Saved entries
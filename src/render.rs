use std::collections::{BTreeMap, HashMap};
use std::sync::Arc;

use image::{Rgba, RgbaImage};
use rayon::prelude::*;

use crate::canvas::{blend_pixel, BlendMode, TiledImage};
use crate::composition::Composition;
use crate::layer::{ImageContent, Layer, LayerHolder, LayerKind};

// ============================================================================
// RENDER CONTRACTS
// ============================================================================

/// Pixel filter behind an adjustment layer. Filter math lives outside the
/// engine; the compositor only knows filters by name.
pub trait AdjustmentFilter: Send + Sync {
    fn apply(&self, src: &RgbaImage, params: &BTreeMap<String, f32>) -> RgbaImage;
}

/// Composites one layer's effect onto a destination buffer whose pixel
/// `(0, 0)` sits at canvas position `origin`.
///
/// Returns `Some(buffer)` when the layer produces a replacement for the
/// destination (adjustments), or `None` when it was blended in place or has
/// nothing to contribute.
pub trait LayerRenderer {
    fn render(&self, layer: &Layer, dst: &mut TiledImage, origin: (i32, i32)) -> Option<TiledImage>;
}

// ============================================================================
// COMPOSITOR
// ============================================================================

/// CPU compositor: image layers with mask, opacity and blend mode; groups
/// rendered into an isolated buffer first; adjustments through registered
/// filters.
#[derive(Default, Clone)]
pub struct Compositor {
    filters: HashMap<String, Arc<dyn AdjustmentFilter>>,
}

impl std::fmt::Debug for Compositor {
    fn fmt(&self, f: &mut std::fmt::Formatter<'_>) -> std::fmt::Result {
        let mut names: Vec<_> = self.filters.keys().collect();
        names.sort();
        f.debug_struct("Compositor").field("filters", &names).finish()
    }
}

impl Compositor {
    pub fn new() -> Self {
        Self::default()
    }

    pub fn with_filter(mut self, name: impl Into<String>, filter: Arc<dyn AdjustmentFilter>) -> Self {
        self.filters.insert(name.into(), filter);
        self
    }

    pub fn has_filter(&self, name: &str) -> bool {
        self.filters.contains_key(name)
    }

    /// Render the whole document onto a transparent canvas-sized buffer.
    pub fn composite(&self, comp: &Composition) -> TiledImage {
        let mut dst = TiledImage::new(comp.width(), comp.height());
        self.render_stack(comp.layers(), &mut dst, (0, 0));
        dst
    }

    fn render_stack(&self, layers: &[Layer], dst: &mut TiledImage, origin: (i32, i32)) {
        for layer in layers {
            if let Some(replacement) = self.render(layer, dst, origin) {
                *dst = replacement;
            }
        }
    }
}

impl LayerRenderer for Compositor {
    fn render(&self, layer: &Layer, dst: &mut TiledImage, origin: (i32, i32)) -> Option<TiledImage> {
        if !layer.visible || layer.opacity <= 0.0 {
            return None;
        }
        let mask = layer.active_mask();
        match layer.kind() {
            LayerKind::Image(content) => {
                let src = Source { pixels: &content.pixels, origin: (content.tx, content.ty) };
                blend_onto(dst, origin, src, mask, layer.blend_mode, layer.opacity);
                None
            }
            LayerKind::Group(group) => {
                let mut isolated = TiledImage::new(dst.width(), dst.height());
                self.render_stack(group.children(), &mut isolated, origin);
                let src = Source { pixels: &isolated, origin };
                blend_onto(dst, origin, src, mask, layer.blend_mode, layer.opacity);
                None
            }
            LayerKind::Adjustment(settings) => {
                let Some(filter) = self.filters.get(&settings.filter) else {
                    crate::log_warn!("No filter registered for adjustment '{}'", settings.filter);
                    return None;
                };
                let filtered = TiledImage::from_rgba_image(&filter.apply(&dst.to_rgba_image(), &settings.params));
                let mut out = dst.clone();
                let src = Source { pixels: &filtered, origin };
                blend_onto(&mut out, origin, src, mask, BlendMode::Normal, layer.opacity);
                Some(out)
            }
            LayerKind::Mask(_) => None,
        }
    }
}

struct Source<'a> {
    pixels: &'a TiledImage,
    origin: (i32, i32),
}

/// Reveal factor of a mask pixel: grey level weighted by its alpha.
fn mask_value(px: Rgba<u8>) -> u32 {
    px[0] as u32 * px[3] as u32 / 255
}

fn blend_onto(
    dst: &mut TiledImage,
    origin: (i32, i32),
    src: Source<'_>,
    mask: Option<&ImageContent>,
    mode: BlendMode,
    opacity: f32,
) {
    let mut base = dst.to_rgba_image();
    let stride = base.width() as usize * 4;
    if stride == 0 {
        return;
    }
    base.par_chunks_mut(stride).enumerate().for_each(|(y, row)| {
        let cy = origin.1 + y as i32;
        for (x, px) in row.chunks_exact_mut(4).enumerate() {
            let cx = origin.0 + x as i32;
            let mut top = src.pixels.get_pixel_signed(cx - src.origin.0, cy - src.origin.1);
            if top[3] == 0 {
                continue;
            }
            if let Some(mask) = mask {
                let m = mask_value(mask.pixels.get_pixel_signed(cx - mask.tx, cy - mask.ty));
                top[3] = (top[3] as u32 * m / 255) as u8;
            }
            let out = blend_pixel(Rgba([px[0], px[1], px[2], px[3]]), top, mode, opacity);
            px.copy_from_slice(&out.0);
        }
    });
    *dst = TiledImage::from_rgba_image(&base);
}

#[cfg(test)]
mod tests {
    use super::*;
    use crate::layer::{AdjustmentSettings, HolderId, MaskInit};
    use crate::ops::layer_ops::{add_layer, AddToHistory};
    use crate::settings::EngineSettings;

    struct Invert;

    impl AdjustmentFilter for Invert {
        fn apply(&self, src: &RgbaImage, _params: &BTreeMap<String, f32>) -> RgbaImage {
            let mut out = src.clone();
            for px in out.pixels_mut() {
                px[0] = 255 - px[0];
                px[1] = 255 - px[1];
                px[2] = 255 - px[2];
            }
            out
        }
    }

    fn red_layer(w: u32, h: u32) -> Layer {
        let mut layer = Layer::new_image("red", w, h);
        layer.image_mut().unwrap().pixels.fill(Rgba([255, 0, 0, 255]));
        layer
    }

    #[test]
    fn hidden_mask_blocks_layer() {
        let mut comp = Composition::new(4, 4, &EngineSettings::default());
        let mut red = red_layer(4, 4);
        red.attach_mask(Box::new(Layer::new_mask(4, 4, MaskInit::HideAll)));
        add_layer(&mut comp, red, HolderId::Root, None, AddToHistory::No).unwrap();

        let out = Compositor::new().composite(&comp);
        assert_eq!(out.get_pixel(1, 1), &Rgba([255, 255, 255, 255]));
    }

    #[test]
    fn offset_layer_lands_at_its_translation() {
        let mut comp = Composition::new(8, 8, &EngineSettings::default());
        let mut red = red_layer(2, 2);
        red.image_mut().unwrap().tx = 5;
        red.image_mut().unwrap().ty = 6;
        add_layer(&mut comp, red, HolderId::Root, None, AddToHistory::No).unwrap();

        let out = Compositor::new().composite(&comp);
        assert_eq!(out.get_pixel(5, 6), &Rgba([255, 0, 0, 255]));
        assert_eq!(out.get_pixel(4, 6), &Rgba([255, 255, 255, 255]));
    }

    #[test]
    fn adjustment_replaces_destination_and_unknown_filter_is_skipped() {
        let mut comp = Composition::new(2, 2, &EngineSettings::default());
        let adj = Layer::new_adjustment("invert", AdjustmentSettings::new("invert"));
        add_layer(&mut comp, adj, HolderId::Root, None, AddToHistory::No).unwrap();

        let plain = Compositor::new().composite(&comp);
        assert_eq!(plain.get_pixel(0, 0), &Rgba([255, 255, 255, 255]));

        let with_filter = Compositor::new().with_filter("invert", Arc::new(Invert));
        let out = with_filter.composite(&comp);
        assert_eq!(out.get_pixel(0, 0), &Rgba([0, 0, 0, 255]));
    }

    #[test]
    fn group_opacity_applies_to_isolated_result() {
        let mut comp = Composition::new(2, 2, &EngineSettings::default());
        let mut group = Layer::new_group("G", vec![red_layer(2, 2)]);
        group.opacity = 0.0;
        add_layer(&mut comp, group, HolderId::Root, None, AddToHistory::No).unwrap();
        let out = Compositor::new().composite(&comp);
        assert_eq!(out.get_pixel(0, 0), &Rgba([255, 255, 255, 255]));
    }
}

* [Your task] All that the answer may hold is the lines from the one with "assert_eq!(out.get_pixel(4, 6), &Rgba([255, 255, 255, 255]));" through the end of the data, set down exactly as they appear.

* [Answer to the exercise]
        assert_eq!(out.get_pixel(4, 6), &Rgba([255, 255, 255, 255]));
    }

    #[test]
    fn adjustment_replaces_destination_and_unknown_filter_is_skipped() {
        let mut comp = Composition::new(2, 2, &EngineSettings::default());
        let adj = Layer::new_adjustment("invert", AdjustmentSettings::new("invert"));
        add_layer(&mut comp, adj, HolderId::Root, None, AddToHistory::No).unwrap();

        let plain = Compositor::new().composite(&comp);
        assert_eq!(plain.get_pixel(0, 0), &Rgba([255, 255, 255, 255]));

        let with_filter = Compositor::new().with_filter("invert", Arc::new(Invert));
        let out = with_filter.composite(&comp);
        assert_eq!(out.get_pixel(0, 0), &Rgba([0, 0, 0, 255]));
    }

    #[test]
    fn group_opacity_applies_to_isolated_result() {
        let mut comp = Composition::new(2, 2, &EngineSettings::default());
        let mut group = Layer::new_group("G", vec![red_layer(2, 2)]);
        group.opacity = 0.0;
        add_layer(&mut comp, group, HolderId::Root, None, AddToHistory::No).unwrap();
        let out = Compositor::new().composite(&comp);
        assert_eq!(out.get_pixel(0, 0), &Rgba([255, 255, 255, 255]));
    }
}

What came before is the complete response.